The SEC has granted no-action relief to allow a foreign fund to invest more than 5% of its assets in a U.S. registered funds so long as the foreign fund does not purchase more than 3% of the U.S. fund. The no-action relief allows a foreign fund to go outside the strictures of Investment Company Act Sections 12(d)(1)(A)(ii) and (iii), which limit investments by funds in other funds. The applicant represented that the foreign investing funds would not sell their securities to U.S. Persons. The SEC agreed with the applicant's contention that the SEC "had no significant regulatory interest in protecting the acquiring funds and their shareholders" because they were not domiciled or sold in the U.S.

OUR TAKE: We agree with the analysis and applaud the result. We are surprised that the SEC agreed to limit its jurisdictional reach because it has generally sought to expand its jurisdiction in recent regulatory actions and litigation.

Third Circuit Rules that Feeder Fund Manager Must Register as CPO if it Invests in Underlying Commodity Pools (7/17/09)

The US Court of Appeals for the Third Circuit has ruled that the manager of a feeder fund that invests in a commodity pool must register as a commodity pool operator under the Commodity Exchange Act. The Court rejected the defendant’s argument that it did not need to register as a CPO because it did not itself trade commodities. The Court opined that the defendant’s solicitation of funds for the purpose of trading commodities triggered registration.

OUR TAKE: We disagree with the Court’s statutory interpretation because the defendant solicited funds for its feeder fund not to trade commodities. Nevertheless, this case should be considered by any feeder fund to the extent it invests in an underlying commodity pool. This will require a review the offering documents to determine regulatory status.

Federal Judge Rules that Hedge Fund is Bound by Terms of ISDA Docs in CDS Dispute (7/15/09)

A Federal judge dismissed most of the claims brought by a hedge fund against a bank under the terms of a credit default swap where the bank was the protection buyer and the hedge fund was the protection seller. As permitted by the ISDA Agreement and related Credit Support Annex, the bank demanded additional collateral as the value of the underlying ABS paper declined. The hedge fund complied with several credit support requests but began to balk as the total collateral approached the notional amount of the CDS. The hedge fund claimed that the bank had made pre-contract representations about the amount of collateral it would require and the economics of the deal, thereby fraudulently inducing the hedge fund to enter into the Agreement. The judge dismissed most of the hedge fund’s claims because the terms of the contact should be enforced against two sophisticated parties. Left open for trial was whether the bank acted in bad faith in its role as Valuation Agent.

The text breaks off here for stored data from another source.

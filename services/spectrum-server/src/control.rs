//! In-band retune commands
//!
//! Clients steer the receiver over the same connection that carries the
//! spectrum frames:
//! - `0x00` clears the pending command
//! - ASCII digits accumulate a center frequency in Hz
//! - `0xFF` commits the pending frequency (ignored when nothing is pending)

use std::io::{self, ErrorKind};

use thiserror::Error;
use tracing::debug;

use crate::transport::Transport;

pub const RESET: u8 = 0x00;
pub const COMMIT: u8 = 0xFF;

/// Pending command capacity, sized for any decimal u32 with room to spare
pub const DEFAULT_CAPACITY: usize = 32;

/// Committed request to move the center frequency
#[derive(Debug, Clone, Copy, PartialEq, Eq)]
pub struct TuneCommand {
    pub freq_hz: u32,
}

#[derive(Debug, Error, PartialEq, Eq)]
pub enum CommandError {
    #[error("command longer than {capacity} bytes, discarded")]
    Overflow { capacity: usize },

    #[error("malformed frequency {0:?}")]
    Malformed(String),
}

/// Incremental parser for the command byte stream with a bounded buffer
#[derive(Debug)]
pub struct CommandParser {
    buf: Vec<u8>,
    capacity: usize,
    /// Set after an overflow: bytes are dropped until the next reset or commit
    discarding: bool,
}

impl CommandParser {
    pub fn new(capacity: usize) -> Self {
        Self {
            buf: Vec::with_capacity(capacity),
            capacity,
            discarding: false,
        }
    }

    pub fn feed(&mut self, byte: u8) -> Result<Option<TuneCommand>, CommandError> {
        match byte {
            RESET => {
                self.buf.clear();
                self.discarding = false;
                Ok(None)
            }
            COMMIT if self.discarding => {
                self.discarding = false;
                Ok(None)
            }
            COMMIT if self.buf.is_empty() => Ok(None),
            COMMIT => {
                let parsed = parse_frequency(&self.buf);
                self.buf.clear();
                parsed.map(|freq_hz| Some(TuneCommand { freq_hz }))
            }
            _ if self.discarding => Ok(None),
            _ if self.buf.len() >= self.capacity => {
                self.buf.clear();
                self.discarding = true;
                Err(CommandError::Overflow {
                    capacity: self.capacity,
                })
            }
            _ => {
                self.buf.push(byte);
                Ok(None)
            }
        }
    }

    pub fn pending(&self) -> &[u8] {
        &self.buf
    }
}

fn parse_frequency(digits: &[u8]) -> Result<u32, CommandError> {
    let malformed = || CommandError::Malformed(String::from_utf8_lossy(digits).into_owned());

    if !digits.iter().all(u8::is_ascii_digit) {
        return Err(malformed());
    }

    std::str::from_utf8(digits)
        .ok()
        .and_then(|s| s.parse().ok())
        .ok_or_else(malformed)
}

/// Everything read from the connection in one drain
#[derive(Debug, Default)]
pub struct Drained {
    pub commands: Vec<TuneCommand>,
    pub errors: Vec<CommandError>,
    pub bytes: usize,
    /// End of stream was read. A half-closed client (`shutdown(SHUT_WR)`)
    /// looks the same as a disconnected one, and both end the session.
    pub peer_closed: bool,
}

/// Per-session reader of control bytes
#[derive(Debug)]
pub struct ControlChannel {
    parser: CommandParser,
    read_buf: [u8; 64],
}

impl ControlChannel {
    pub fn new(capacity: usize) -> Self {
        Self {
            parser: CommandParser::new(capacity),
            read_buf: [0u8; 64],
        }
    }

    /// Read everything currently available without blocking, then put the
    /// connection back into blocking mode.
    pub fn drain<T: Transport>(&mut self, conn: &mut T) -> io::Result<Drained> {
        conn.set_nonblocking(true)?;
        let result = self.read_available(conn);
        let restored = conn.set_nonblocking(false);
        let drained = result?;
        restored?;
        Ok(drained)
    }

    fn read_available<T: Transport>(&mut self, conn: &mut T) -> io::Result<Drained> {
        let mut drained = Drained::default();

        loop {
            match conn.read(&mut self.read_buf) {
                Ok(0) => {
                    drained.peer_closed = true;
                    break;
                }
                Ok(n) => {
                    let bytes = &self.read_buf[..n];
                    debug!("Control bytes: {}", hex::encode(bytes));
                    drained.bytes += n;

                    for &byte in bytes {
                        match self.parser.feed(byte) {
                            Ok(Some(cmd)) => drained.commands.push(cmd),
                            Ok(None) => {}
                            Err(e) => drained.errors.push(e),
                        }
                    }
                }
                Err(e) if e.kind() == ErrorKind::WouldBlock => break,
                Err(e) if e.kind() == ErrorKind::Interrupted => continue,
                Err(e) => return Err(e),
            }
        }

        if !self.parser.pending().is_empty() {
            debug!("{} command byte(s) pending", self.parser.pending().len());
        }
        Ok(drained)
    }
}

OUR TAKE: This is why people hire lawyers to review ISDA Agreements. It all looks boilerplate until the economics change. We have been surprised/terrified by seemingly sophisticated parties who sign swap agreements without reviewing the terms.

SEC Votes to Propose Big Changes to Money Market Funds (6/25/09)

In its open meeting yesterday, the SEC voted to propose sweeping regulatory changes for money market funds and to consider several other fundamental changes. The SEC’s proposed amendments would require minimum levels of liquid assets to pay redemptions, shortened weighted average maturities, eliminating higher-risk securities, periodic stress testing, and monthly holdings reports. The SEC also said it would consider eliminating the fixed $1.00 NAV regime and satisfying redemption requests “in-kind” if over a certain size.

OUR TAKE: The SEC needs to be careful not to make money market funds an expensive low-yielding product, which could be the result if these suggested proposals are adopted. Investors may become more interested in competitive products such as bank CDs.